Yes, but my answer is lot easier for a traumatized SL than 'btw. your genocides were totally unnecessary'. The real quest starts once we have all the answers, because then we have to find a method to cope with the SL without causing a total meltdown. You don't want a meltdown of the race that has the most ways to end the universe that's so cruel.
Killing everyone would also accomplish that.
The SL's development is ongoing ...
 
Yes, but my answer is lot easier for a traumatized SL than 'btw. your genocides were totally unnecessary'. The real quest starts once we have all the answers, because then we have to find a method to cope with the SL without causing a total meltdown. You don't want a meltdown of the race that has the most ways to end the universe that's so cruel.
They're not going to end the universe. For one thing, "knows" and "has" are two different things. They know how to end reality, but have not built the infrastructure to end reality. They have built the infrastructure to end themselves, even if it's historically been pointed outward.
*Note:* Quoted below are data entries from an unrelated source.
//! Connection capability and lifecycle.
//!
//! The rest of the crate only sees whole frames: a [`Dialer`] produces a
//! [`Connection`], which is split into a [`FrameSink`] (shared by all senders
//! behind the [`Transport`]) and a [`FrameStream`] (owned by the single
//! receive loop).
//!
//! Concrete connections:
//! - [`WsDialer`]: WebSocket text frames (`ws://`)
//! - [`TcpFrameDialer`]: 4-byte big-endian length prefix over TCP (`tcp://`)
//! - [`MemoryDialer`]: in-process peer for tests and embedding

pub mod framed;
mod link;
pub mod memory;
mod retry;
pub mod ws;

pub use framed::TcpFrameDialer;
pub use link::Transport;
pub use memory::{MemoryDialer, MemoryListener, MemoryPeer};
pub use retry::{retry_async, RetryConfig, RetryStats};
pub use ws::WsDialer;

use crate::error::{Result, SyncwireError};
use async_trait::async_trait;
use std::sync::Arc;

/// Lifecycle of the single physical connection.
#[derive(Debug, Clone, Copy, PartialEq, Eq)]
pub enum ConnectionState {
    Disconnected,
    Connecting,
    Connected,
    Closed,
}

impl std::fmt::Display for ConnectionState {
    fn fmt(&self, f: &mut std::fmt::Formatter<'_>) -> std::fmt::Result {
        let s = match self {
            ConnectionState::Disconnected => "disconnected",
            ConnectionState::Connecting => "connecting",
            ConnectionState::Connected => "connected",
            ConnectionState::Closed => "closed",
        };
        f.write_str(s)
    }
}

/// Why a connection ended.
///
/// The first four variants mirror WebSocket close codes 1000, 1001, 1005 and
/// 1006 and count as graceful termination.
#[derive(Debug, Clone, PartialEq, Eq)]
pub enum CloseReason {
    Normal,
    GoingAway,
    NoStatus,
    Abnormal,
    Other { code: u16, reason: String },
    TransportFailure(String),
    LocalShutdown,
}

impl CloseReason {
    /// Map a WebSocket close code.
    pub fn from_code(code: u16, reason: impl Into<String>) -> Self {
        match code {
            1000 => CloseReason::Normal,
            1001 => CloseReason::GoingAway,
            1005 => CloseReason::NoStatus,
            1006 => CloseReason::Abnormal,
            _ => CloseReason::Other {
                code,
                reason: reason.into(),
            },
        }
    }

    /// The WebSocket close code, when there is one.
    pub fn code(&self) -> Option<u16> {
        match self {
            CloseReason::Normal => Some(1000),
            CloseReason::GoingAway => Some(1001),
            CloseReason::NoStatus => Some(1005),
            CloseReason::Abnormal => Some(1006),
            CloseReason::Other { code, .. } => Some(*code),
            CloseReason::TransportFailure(_) | CloseReason::LocalShutdown => None,
        }
    }

    /// Whether the receive loop should treat this as a normal end of stream.
    pub fn is_graceful(&self) -> bool {
        matches!(
            self,
            CloseReason::Normal
                | CloseReason::GoingAway
                | CloseReason::NoStatus
                | CloseReason::Abnormal
                | CloseReason::LocalShutdown
        )
    }
}

impl std::fmt::Display for CloseReason {
    fn fmt(&self, f: &mut std::fmt::Formatter<'_>) -> std::fmt::Result {
        match self {
            CloseReason::Normal => write!(f, "normal closure (1000)"),
            CloseReason::GoingAway => write!(f, "going away (1001)"),
            CloseReason::NoStatus => write!(f, "no status received (1005)"),
            CloseReason::Abnormal => write!(f, "abnormal closure (1006)"),
            CloseReason::Other { code, reason } if reason.is_empty() => {
                write!(f, "close code {}", code)
            }
            CloseReason::Other { code, reason } => write!(f, "close code {}: {}", code, reason),
            CloseReason::TransportFailure(message) => write!(f, "transport failure: {}", message),
            CloseReason::LocalShutdown => write!(f, "closed locally"),
        }
    }
}

/// One event read from a connection.
#[derive(Debug)]
pub enum Inbound {
    /// A complete frame.
    Frame(Vec<u8>),
    /// The peer closed the connection or the stream ended.
    Closed(CloseReason),
    /// Reading failed; the connection is unusable.
    Failed(SyncwireError),
}

/// Write half of a connection.
#[async_trait]
pub trait FrameSink: Send {
    /// Write one complete frame.
    async fn send_frame(&mut self, frame: Vec<u8>) -> Result<()>;

    /// Send a close signal to the peer.
    async fn close(&mut self) -> Result<()>;
}

/// Read half of a connection.
#[async_trait]
pub trait FrameStream: Send {
    /// Wait for the next frame or the end of the connection.
    async fn next_frame(&mut self) -> Inbound;
}

/// An established connection, split into halves.
pub struct Connection {
    pub sink: Box<dyn FrameSink>,
    pub stream: Box<dyn FrameStream>,
}

/// Establishes connections to one fixed peer.
#[async_trait]
pub trait Dialer: Send + Sync {
    /// Make one connection attempt.
    async fn dial(&self) -> Result<Connection>;

    /// Human-readable peer address for logs and errors.
    fn peer(&self) -> String;
}

/// Pick a dialer by URL scheme: `ws`/`wss` or `tcp`.
pub fn dialer_for_url(peer_url: &str) -> Result<Arc<dyn Dialer>> {
    let url = url::Url::parse(peer_url).map_err(|e| SyncwireError::Config {
        message: format!("Invalid peer URL {}: {}", peer_url, e),
    })?;

    match url.scheme() {
        "ws" | "wss" => Ok(Arc::new(WsDialer::new(url.as_str()))),
        "tcp" => {
            let host = url.host_str().ok_or_else(|| SyncwireError::Config {
                message: format!("Peer URL {} has no host", peer_url),
            })?;
            let port = url.port().ok_or_else(|| SyncwireError::Config {
                message: format!("Peer URL {} has no port", peer_url),
            })?;
            Ok(Arc::new(TcpFrameDialer::new(format!("{}:{}", host, port))))
        }
        other => Err(SyncwireError::Config {
            message: format!("Unsupported peer URL scheme: {}", other),
        }),
    }
}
For another thing, not ending the universe is the one thing they've convinced themselves they're good for. If a faction decided to try anyway they'd get their asses Lumen'd.

And softening our rhetoric so they don't feel bad about their genocides would work against the necessity of leading with "you need to stop doing your genocides right this fucking instant" when we confront them after Origin.
 
Another important piece of the "shatter the shiplord society" plan is that unlike real world genocidal fascists, the shiplords have never been forced to defend themselves. In the real world a Fuentes type can spring out a load of preformed arguments, as that is the primary method they have for convincing people. By the time you've debunked one conspiracy about immigrants they've moved over to fluoride or Hollywood.

They don't have a preformed arguments against "What you're doing is dangerously close to what the Hjiven did, hand over everybody who helped a tribute fleet and you can join us in preventing the end of the universe". They go from preventing these dangerous younger races from ending reality to fighting to prevent their boss from a firing squad.